■ **WORK REQUEST**
Scan the data below for lines holding the word "misses", and copy each line found.

++++++

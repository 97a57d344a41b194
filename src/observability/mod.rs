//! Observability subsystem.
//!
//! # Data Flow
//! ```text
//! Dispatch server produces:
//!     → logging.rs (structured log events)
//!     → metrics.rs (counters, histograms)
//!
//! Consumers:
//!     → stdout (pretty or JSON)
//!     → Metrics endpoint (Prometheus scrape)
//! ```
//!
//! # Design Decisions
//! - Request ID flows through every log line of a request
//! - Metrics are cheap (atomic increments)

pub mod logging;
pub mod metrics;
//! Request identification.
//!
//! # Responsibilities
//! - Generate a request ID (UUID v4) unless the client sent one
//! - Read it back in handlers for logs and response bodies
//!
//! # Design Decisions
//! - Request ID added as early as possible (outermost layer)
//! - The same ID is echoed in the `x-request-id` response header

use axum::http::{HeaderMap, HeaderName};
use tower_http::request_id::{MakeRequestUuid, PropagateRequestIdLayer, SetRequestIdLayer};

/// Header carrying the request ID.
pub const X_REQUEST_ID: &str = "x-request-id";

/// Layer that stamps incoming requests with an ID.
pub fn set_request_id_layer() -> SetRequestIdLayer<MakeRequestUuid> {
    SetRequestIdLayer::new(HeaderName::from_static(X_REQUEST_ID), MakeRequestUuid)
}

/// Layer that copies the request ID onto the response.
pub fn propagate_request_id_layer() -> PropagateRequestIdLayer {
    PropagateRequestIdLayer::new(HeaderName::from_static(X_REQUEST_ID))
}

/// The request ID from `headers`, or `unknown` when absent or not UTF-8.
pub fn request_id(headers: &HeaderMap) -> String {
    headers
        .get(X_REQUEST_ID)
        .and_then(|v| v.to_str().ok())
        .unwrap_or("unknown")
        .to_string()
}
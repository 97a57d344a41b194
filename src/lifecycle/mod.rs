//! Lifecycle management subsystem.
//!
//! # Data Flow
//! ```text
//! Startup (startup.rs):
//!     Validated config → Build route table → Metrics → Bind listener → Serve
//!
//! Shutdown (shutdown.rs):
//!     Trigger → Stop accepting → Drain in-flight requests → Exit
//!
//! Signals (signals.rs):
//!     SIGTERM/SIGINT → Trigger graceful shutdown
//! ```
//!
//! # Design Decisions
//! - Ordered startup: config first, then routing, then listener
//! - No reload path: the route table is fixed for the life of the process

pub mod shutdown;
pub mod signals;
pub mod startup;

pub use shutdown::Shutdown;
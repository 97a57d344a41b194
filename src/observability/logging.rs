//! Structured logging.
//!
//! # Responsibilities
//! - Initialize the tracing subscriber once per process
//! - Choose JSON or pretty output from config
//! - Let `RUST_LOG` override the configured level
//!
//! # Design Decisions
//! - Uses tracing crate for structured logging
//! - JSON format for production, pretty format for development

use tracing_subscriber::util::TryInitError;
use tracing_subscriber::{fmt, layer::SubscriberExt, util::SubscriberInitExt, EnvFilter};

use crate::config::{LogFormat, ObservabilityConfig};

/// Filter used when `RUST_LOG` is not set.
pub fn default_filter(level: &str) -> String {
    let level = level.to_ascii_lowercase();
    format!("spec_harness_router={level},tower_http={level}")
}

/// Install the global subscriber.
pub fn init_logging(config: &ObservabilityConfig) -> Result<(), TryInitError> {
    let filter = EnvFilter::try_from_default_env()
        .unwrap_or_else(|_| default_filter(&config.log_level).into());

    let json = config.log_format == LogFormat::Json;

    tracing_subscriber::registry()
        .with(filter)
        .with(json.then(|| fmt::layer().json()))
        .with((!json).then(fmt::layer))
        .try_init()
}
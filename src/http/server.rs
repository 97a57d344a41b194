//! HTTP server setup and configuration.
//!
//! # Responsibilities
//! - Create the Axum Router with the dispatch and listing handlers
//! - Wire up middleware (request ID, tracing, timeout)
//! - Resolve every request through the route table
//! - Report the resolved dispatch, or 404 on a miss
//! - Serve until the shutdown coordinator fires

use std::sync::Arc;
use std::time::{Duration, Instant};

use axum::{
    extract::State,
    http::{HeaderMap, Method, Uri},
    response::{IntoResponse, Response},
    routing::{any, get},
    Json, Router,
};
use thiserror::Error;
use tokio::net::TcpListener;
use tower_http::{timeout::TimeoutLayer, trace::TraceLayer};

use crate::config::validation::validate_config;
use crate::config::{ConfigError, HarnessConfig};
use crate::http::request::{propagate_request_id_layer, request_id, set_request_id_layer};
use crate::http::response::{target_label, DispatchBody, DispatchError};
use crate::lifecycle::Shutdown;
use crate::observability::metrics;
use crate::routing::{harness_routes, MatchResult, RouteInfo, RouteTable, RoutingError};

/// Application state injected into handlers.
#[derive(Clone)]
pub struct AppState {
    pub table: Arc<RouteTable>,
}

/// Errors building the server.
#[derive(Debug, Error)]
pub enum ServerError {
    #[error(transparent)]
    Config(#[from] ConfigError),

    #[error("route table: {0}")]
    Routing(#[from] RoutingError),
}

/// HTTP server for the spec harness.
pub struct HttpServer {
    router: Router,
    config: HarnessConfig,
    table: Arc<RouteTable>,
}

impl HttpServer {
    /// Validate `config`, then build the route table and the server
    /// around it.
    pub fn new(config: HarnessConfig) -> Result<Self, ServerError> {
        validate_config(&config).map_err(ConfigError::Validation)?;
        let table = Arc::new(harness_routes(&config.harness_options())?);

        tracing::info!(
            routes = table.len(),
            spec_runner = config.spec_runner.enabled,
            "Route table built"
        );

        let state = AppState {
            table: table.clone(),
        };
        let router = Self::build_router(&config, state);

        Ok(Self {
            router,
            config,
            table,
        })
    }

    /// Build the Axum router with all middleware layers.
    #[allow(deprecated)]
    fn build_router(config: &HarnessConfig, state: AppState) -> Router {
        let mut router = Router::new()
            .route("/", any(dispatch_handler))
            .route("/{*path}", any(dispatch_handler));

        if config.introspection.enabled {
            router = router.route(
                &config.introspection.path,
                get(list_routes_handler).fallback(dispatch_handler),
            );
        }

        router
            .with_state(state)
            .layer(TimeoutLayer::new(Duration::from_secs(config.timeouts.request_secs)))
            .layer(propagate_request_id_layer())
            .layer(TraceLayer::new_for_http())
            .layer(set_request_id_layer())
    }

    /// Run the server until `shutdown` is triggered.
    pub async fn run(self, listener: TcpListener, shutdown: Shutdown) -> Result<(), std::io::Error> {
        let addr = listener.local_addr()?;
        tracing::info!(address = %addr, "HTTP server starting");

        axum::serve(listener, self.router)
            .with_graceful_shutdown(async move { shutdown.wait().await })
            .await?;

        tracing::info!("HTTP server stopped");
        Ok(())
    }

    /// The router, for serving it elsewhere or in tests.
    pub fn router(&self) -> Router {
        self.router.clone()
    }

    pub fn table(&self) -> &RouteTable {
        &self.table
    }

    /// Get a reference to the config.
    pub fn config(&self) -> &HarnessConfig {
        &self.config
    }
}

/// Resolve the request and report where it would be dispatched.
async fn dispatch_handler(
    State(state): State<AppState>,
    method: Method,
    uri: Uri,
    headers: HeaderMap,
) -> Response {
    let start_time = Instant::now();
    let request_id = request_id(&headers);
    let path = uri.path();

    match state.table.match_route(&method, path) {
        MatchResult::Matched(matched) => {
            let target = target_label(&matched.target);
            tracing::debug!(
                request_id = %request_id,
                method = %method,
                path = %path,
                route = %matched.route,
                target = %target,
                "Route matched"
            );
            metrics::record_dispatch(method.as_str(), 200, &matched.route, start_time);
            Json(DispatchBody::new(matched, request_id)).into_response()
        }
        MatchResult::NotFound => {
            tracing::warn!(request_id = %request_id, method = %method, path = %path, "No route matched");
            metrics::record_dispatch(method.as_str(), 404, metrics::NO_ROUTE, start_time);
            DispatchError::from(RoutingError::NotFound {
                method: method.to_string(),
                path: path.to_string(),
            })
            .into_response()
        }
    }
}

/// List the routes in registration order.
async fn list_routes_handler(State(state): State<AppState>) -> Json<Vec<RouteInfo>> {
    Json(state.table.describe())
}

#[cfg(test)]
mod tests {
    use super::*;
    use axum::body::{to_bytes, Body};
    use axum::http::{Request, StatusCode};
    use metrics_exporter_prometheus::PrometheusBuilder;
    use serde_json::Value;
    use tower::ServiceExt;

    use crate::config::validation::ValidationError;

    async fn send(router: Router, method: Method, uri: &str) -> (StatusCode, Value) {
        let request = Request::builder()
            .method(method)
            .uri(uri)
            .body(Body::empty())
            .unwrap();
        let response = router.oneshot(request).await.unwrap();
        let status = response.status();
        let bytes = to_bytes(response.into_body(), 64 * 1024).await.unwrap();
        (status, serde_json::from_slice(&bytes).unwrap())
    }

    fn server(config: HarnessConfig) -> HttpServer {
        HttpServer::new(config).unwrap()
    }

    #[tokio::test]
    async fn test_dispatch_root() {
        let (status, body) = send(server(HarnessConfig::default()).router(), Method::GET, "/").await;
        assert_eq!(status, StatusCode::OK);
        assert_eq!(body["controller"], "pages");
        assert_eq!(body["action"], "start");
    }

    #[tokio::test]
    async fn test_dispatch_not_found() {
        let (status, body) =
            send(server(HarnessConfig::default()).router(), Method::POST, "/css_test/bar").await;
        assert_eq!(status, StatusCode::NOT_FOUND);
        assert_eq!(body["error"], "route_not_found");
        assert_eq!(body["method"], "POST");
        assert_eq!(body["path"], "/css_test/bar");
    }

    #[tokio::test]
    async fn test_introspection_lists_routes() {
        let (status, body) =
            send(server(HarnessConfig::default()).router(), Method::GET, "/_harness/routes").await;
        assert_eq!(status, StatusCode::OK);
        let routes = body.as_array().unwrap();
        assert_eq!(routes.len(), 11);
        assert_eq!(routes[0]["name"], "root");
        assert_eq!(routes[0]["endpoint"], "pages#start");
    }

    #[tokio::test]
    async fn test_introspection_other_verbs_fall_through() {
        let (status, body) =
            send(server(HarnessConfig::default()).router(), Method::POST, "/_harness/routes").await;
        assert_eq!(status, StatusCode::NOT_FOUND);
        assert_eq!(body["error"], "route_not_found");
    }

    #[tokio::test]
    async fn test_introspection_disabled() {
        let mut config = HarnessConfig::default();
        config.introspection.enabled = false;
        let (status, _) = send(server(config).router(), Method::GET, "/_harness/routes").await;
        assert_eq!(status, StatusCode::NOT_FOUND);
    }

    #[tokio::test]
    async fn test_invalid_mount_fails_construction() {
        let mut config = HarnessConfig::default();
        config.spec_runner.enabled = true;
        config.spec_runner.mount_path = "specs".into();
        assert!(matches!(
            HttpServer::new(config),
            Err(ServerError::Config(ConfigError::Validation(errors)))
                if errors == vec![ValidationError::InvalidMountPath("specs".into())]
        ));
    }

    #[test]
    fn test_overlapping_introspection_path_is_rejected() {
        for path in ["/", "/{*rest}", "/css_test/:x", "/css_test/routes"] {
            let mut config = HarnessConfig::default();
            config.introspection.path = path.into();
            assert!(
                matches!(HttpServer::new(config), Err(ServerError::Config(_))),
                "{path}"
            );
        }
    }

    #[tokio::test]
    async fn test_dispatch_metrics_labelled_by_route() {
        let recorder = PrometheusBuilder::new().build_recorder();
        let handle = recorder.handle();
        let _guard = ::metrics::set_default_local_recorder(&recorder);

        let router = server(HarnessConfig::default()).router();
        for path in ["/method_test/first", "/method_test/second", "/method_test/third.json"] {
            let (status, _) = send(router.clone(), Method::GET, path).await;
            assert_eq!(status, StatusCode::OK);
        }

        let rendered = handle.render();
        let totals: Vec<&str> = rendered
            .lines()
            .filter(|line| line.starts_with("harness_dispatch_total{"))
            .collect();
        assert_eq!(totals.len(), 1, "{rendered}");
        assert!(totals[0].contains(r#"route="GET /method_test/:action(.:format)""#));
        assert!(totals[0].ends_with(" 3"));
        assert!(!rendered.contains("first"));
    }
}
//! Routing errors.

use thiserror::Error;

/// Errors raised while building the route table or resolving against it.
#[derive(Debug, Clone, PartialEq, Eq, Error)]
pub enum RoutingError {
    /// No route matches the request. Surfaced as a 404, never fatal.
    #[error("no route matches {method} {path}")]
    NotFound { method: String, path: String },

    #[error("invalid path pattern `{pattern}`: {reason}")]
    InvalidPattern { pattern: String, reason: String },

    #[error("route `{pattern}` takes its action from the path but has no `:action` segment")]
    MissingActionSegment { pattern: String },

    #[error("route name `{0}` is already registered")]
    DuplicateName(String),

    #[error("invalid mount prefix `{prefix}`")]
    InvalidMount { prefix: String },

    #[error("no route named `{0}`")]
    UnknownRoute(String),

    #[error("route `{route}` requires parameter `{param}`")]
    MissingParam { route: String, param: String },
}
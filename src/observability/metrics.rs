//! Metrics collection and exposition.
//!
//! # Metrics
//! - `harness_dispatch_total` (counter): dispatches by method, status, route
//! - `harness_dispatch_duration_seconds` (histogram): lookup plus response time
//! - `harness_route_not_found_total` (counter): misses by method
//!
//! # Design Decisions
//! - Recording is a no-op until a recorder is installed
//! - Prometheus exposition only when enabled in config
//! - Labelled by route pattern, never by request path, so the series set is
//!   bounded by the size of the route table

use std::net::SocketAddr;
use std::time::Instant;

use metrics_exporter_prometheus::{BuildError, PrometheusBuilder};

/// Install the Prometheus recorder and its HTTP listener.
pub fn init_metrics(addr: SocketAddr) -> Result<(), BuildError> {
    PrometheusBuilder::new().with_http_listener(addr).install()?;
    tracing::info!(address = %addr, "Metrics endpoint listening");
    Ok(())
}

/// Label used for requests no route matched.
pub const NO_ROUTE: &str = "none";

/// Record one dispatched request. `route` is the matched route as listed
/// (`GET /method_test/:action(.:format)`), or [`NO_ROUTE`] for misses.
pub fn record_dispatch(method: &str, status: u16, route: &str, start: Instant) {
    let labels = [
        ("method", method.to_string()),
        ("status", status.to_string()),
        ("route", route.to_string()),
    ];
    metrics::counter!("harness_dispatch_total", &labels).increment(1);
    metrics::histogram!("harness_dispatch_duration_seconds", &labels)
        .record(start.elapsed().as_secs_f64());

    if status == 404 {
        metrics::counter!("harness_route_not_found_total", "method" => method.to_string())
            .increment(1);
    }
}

++++++

■ **TASK SOLUTION**
//! - `harness_route_not_found_total` (counter): misses by method
/// (`GET /method_test/:action(.:format)`), or [`NO_ROUTE`] for misses.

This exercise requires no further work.